To do this effectively, you must first factor the numerator and denominator whenever possible. Factoring allows you to see the common components more clearly. For instance, in the problem provided, we had the expression \( \frac{a^2 - 5a + 6}{2a - 4} \). By factoring, we obtained \( \frac{(a-2)(a-3)}{2(a-2)} \).

With both the numerator and denominator factored, you can easily identify and cancel common factors. In our example, \(a-2\) was a common factor, which allowed us to simplify this expression significantly. It’s crucial to remember not to cancel terms that are not entirely factored! Always ensure that everything is factored before canceling. Be cautious about undefined expressions, which occur when the denominator equal zero. In the example, \(aeq2\) to ensure the denominator isn't zero.

Multiplying rational expressions is quite similar to multiplying fractions. Here are the steps you can follow:

1. **Factor:** Like simplifying, start by factoring numerators and denominators. This allows you to easily spot and cancel common factors.

2. **Multiply Across:** Once factored, multiply across the numerators and across the denominators. In our example, before the multiplication, we had \( \frac{(a-2)(a-3)}{2(a-2)} \cdot \frac{2(a-3)}{a-2} \).

3. **Cancel Out Matching Factors:** With everything factored, you can cancel out any common factors present in both the numerators and denominators. Here, \(a-2\) cancels out immediately.

4. **Simplify Further:** After cancelling, if there are any other simplifications possible, carry them out. We ended with \( \frac{(a-3)^2}{2} \) as the simplified result for the multiplication in our example.

Division of rational expressions might seem challenging, but it becomes easier when you use the reciprocal. Follow these steps for successful division:

1. **Convert to Multiplication:** Turn the division into multiplication by using the reciprocal of the divisor. For example, change \( \frac{(a-2)(a-3)}{2(a-2)} \div \frac{2(a-3)}{a-2} \) into \( \frac{(a-2)(a-3)}{2(a-2)} \cdot \frac{a-2}{2(a-3)}\).
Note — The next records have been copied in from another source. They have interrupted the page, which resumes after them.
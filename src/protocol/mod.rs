// Protocol module: wire message types, validation, and room/seat records

pub mod error_codes;
pub mod messages;
pub mod room_codes;
pub mod types;
pub mod validation;

// Re-export everything for convenience
// This allows handler code to use `use crate::protocol::*`

// From error_codes
pub use error_codes::ErrorCode;

// From types
pub use types::{
    ChatMessageRecord, ConnectionId, InviteId, InviteStatus, MessageId, PendingInvite,
    PlayerSummary, QuickChatKey, ReactionAction, ReclaimOutcome, ReclaimRejectReason, Role,
    RoomRecord, RoomSettings, RoomStatus, Seat, SeatReleaseCause, SocketAttachment, UserId,
};

// From messages
pub use messages::{
    ClientCommand, ClientEnvelope, ConnectedPayload, GameSnapshot, ServerEvent, ServerFrame,
};

pub use room_codes::generate_room_code;
use serde::{Deserialize, Serialize};
use std::sync::atomic::{AtomicU64, Ordering};

/// Process-wide counters for the session server.
///
/// Shared by every room actor via `Arc`; surfaced through the health route.
#[derive(Debug, Default)]
pub struct ServerMetrics {
    // Connection metrics
    pub total_connections: AtomicU64,
    pub active_connections: AtomicU64,
    pub disconnections: AtomicU64,
    pub auth_rejections: AtomicU64,

    // Room lifecycle metrics
    pub rooms_created: AtomicU64,
    pub rooms_hydrated: AtomicU64,
    pub rooms_retired: AtomicU64,
    pub rooms_abandoned: AtomicU64,
    pub games_started: AtomicU64,
    pub games_completed: AtomicU64,

    // Seat metrics
    pub seats_assigned: AtomicU64,
    pub seats_reclaimed: AtomicU64,
    pub seats_expired: AtomicU64,

    // Command metrics
    pub commands_handled: AtomicU64,
    pub commands_rejected: AtomicU64,
    pub rate_limit_rejections: AtomicU64,

    // Alarm metrics
    pub alarms_scheduled: AtomicU64,
    pub alarms_fired: AtomicU64,
    pub alarms_cancelled: AtomicU64,

    // Storage metrics
    pub storage_reads: AtomicU64,
    pub storage_writes: AtomicU64,
    pub storage_deletes: AtomicU64,
    pub storage_failures: AtomicU64,

    // Broadcast metrics
    pub broadcasts_sent: AtomicU64,
    pub broadcast_send_failures: AtomicU64,

    // External notifier metrics
    pub lobby_notifications: AtomicU64,
    pub lobby_notify_failures: AtomicU64,
    pub lobby_notify_dropped: AtomicU64,
}

impl ServerMetrics {
    pub fn new() -> Self {
        Self::default()
    }

    pub fn increment(counter: &AtomicU64) {
        counter.fetch_add(1, Ordering::Relaxed);
    }

    pub fn decrement(counter: &AtomicU64) {
        let _ = counter.fetch_update(Ordering::Relaxed, Ordering::Relaxed, |v| v.checked_sub(1));
    }

    pub fn snapshot(&self) -> MetricsSnapshot {
        let read = |c: &AtomicU64| c.load(Ordering::Relaxed);
        MetricsSnapshot {
            timestamp: chrono::Utc::now(),
            total_connections: read(&self.total_connections),
            active_connections: read(&self.active_connections),
            disconnections: read(&self.disconnections),
            auth_rejections: read(&self.auth_rejections),
            rooms_created: read(&self.rooms_created),
            rooms_hydrated: read(&self.rooms_hydrated),
            rooms_retired: read(&self.rooms_retired),
            rooms_abandoned: read(&self.rooms_abandoned),
            games_started: read(&self.games_started),
            games_completed: read(&self.games_completed),
            seats_assigned: read(&self.seats_assigned),
            seats_reclaimed: read(&self.seats_reclaimed),
            seats_expired: read(&self.seats_expired),
            commands_handled: read(&self.commands_handled),
            commands_rejected: read(&self.commands_rejected),
            rate_limit_rejections: read(&self.rate_limit_rejections),
            alarms_scheduled: read(&self.alarms_scheduled),
            alarms_fired: read(&self.alarms_fired),
            alarms_cancelled: read(&self.alarms_cancelled),
            storage_reads: read(&self.storage_reads),
            storage_writes: read(&self.storage_writes),
            storage_deletes: read(&self.storage_deletes),
            storage_failures: read(&self.storage_failures),
            broadcasts_sent: read(&self.broadcasts_sent),
            broadcast_send_failures: read(&self.broadcast_send_failures),
            lobby_notifications: read(&self.lobby_notifications),
            lobby_notify_failures: read(&self.lobby_notify_failures),
            lobby_notify_dropped: read(&self.lobby_notify_dropped),
        }
    }
}

/// Point-in-time copy of every counter, JSON-serializable for the health route.
#[derive(Debug, Clone, Serialize, Deserialize)]
pub struct MetricsSnapshot {
    pub timestamp: chrono::DateTime<chrono::Utc>,
    pub total_connections: u64,
    pub active_connections: u64,
    pub disconnections: u64,
    pub auth_rejections: u64,
    pub rooms_created: u64,
    pub rooms_hydrated: u64,
    pub rooms_retired: u64,
    pub rooms_abandoned: u64,
    pub games_started: u64,
    pub games_completed: u64,
    pub seats_assigned: u64,
    pub seats_reclaimed: u64,
    pub seats_expired: u64,
    pub commands_handled: u64,
    pub commands_rejected: u64,
    pub rate_limit_rejections: u64,
    pub alarms_scheduled: u64,
    pub alarms_fired: u64,
    pub alarms_cancelled: u64,
    pub storage_reads: u64,
    pub storage_writes: u64,
    pub storage_deletes: u64,
    pub storage_failures: u64,
    pub broadcasts_sent: u64,
    pub broadcast_send_failures: u64,
    pub lobby_notifications: u64,
    pub lobby_notify_failures: u64,
    pub lobby_notify_dropped: u64,
}
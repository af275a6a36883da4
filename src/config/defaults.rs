//! Default value functions for configuration fields.
//!
//! Used by serde's `#[serde(default = ...)]` attributes throughout the
//! configuration system, organized by category.

use super::logging::LogFormat;

// =============================================================================
// Port & Root Config
// =============================================================================

pub const fn default_port() -> u16 {
    3740
}

// =============================================================================
// Room timing
// =============================================================================

/// Window after a disconnect during which the same user can reclaim the seat.
pub const fn default_reclaim_window_ms() -> u64 {
    300_000
}

/// How long a paused room waits for a reconnect before abandoning.
pub const fn default_pause_timeout_ms() -> u64 {
    1_800_000
}

/// Gap between the last player disconnect and the pause decision, so a mass
/// tab refresh does not drive a live game to paused.
pub const fn default_pause_debounce_ms() -> u64 {
    2_000
}

pub const fn default_invite_ttl_ms() -> u64 {
    60_000
}

pub const fn default_turn_timeout_ms() -> u64 {
    120_000
}

pub const fn default_typing_expiry_ms() -> u64 {
    6_000
}

pub const fn default_game_start_countdown_ms() -> u64 {
    3_000
}

// =============================================================================
// Room shape
// =============================================================================

pub const fn default_max_players() -> u8 {
    4
}

pub const fn default_max_players_limit() -> u8 {
    8
}

pub const fn default_max_spectators() -> usize {
    16
}

pub const fn default_max_chat_messages() -> usize {
    200
}

pub const fn default_max_message_len() -> usize {
    500
}

pub const fn default_max_display_name_len() -> usize {
    32
}

// =============================================================================
// Rate limiting
// =============================================================================

pub const fn default_commands_per_window() -> u32 {
    30
}

pub const fn default_chat_per_window() -> u32 {
    10
}

pub const fn default_rate_window_secs() -> u64 {
    10
}

// =============================================================================
// Security
// =============================================================================

pub fn default_token_key() -> String {
    // Development-only key; production deployments must override it
    "insecure-dev-signing-key".to_string()
}

// =============================================================================
// Hub
// =============================================================================

/// Retire a room actor after this much idle time with zero live sockets.
pub const fn default_actor_idle_retire_secs() -> u64 {
    300
}

// =============================================================================
// Logging
// =============================================================================

pub fn default_log_dir() -> String {
    "logs".to_string()
}

pub fn default_log_filename() -> String {
    "server.log".to_string()
}

pub fn default_rotation() -> String {
    "daily".to_string()
}

pub const fn default_enable_file_logging() -> bool {
    false
}

pub const fn default_log_format() -> LogFormat {
    LogFormat::Text
}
2. **Follow Multiplication Steps:** Factor all parts of the expressions first to identify what can be canceled.

3. **Cancel Like Terms:** Once factored, cancel any common terms in the numerators and denominators across the entire expression. This simplification led us to \( \frac{1}{2} \) in the final division result.

4. **Check for Undefined Values:** Remember, just as with multiplication, ensure the values that make the denominator zero are noted to avoid undefined expressions, ensuring a clear valid result.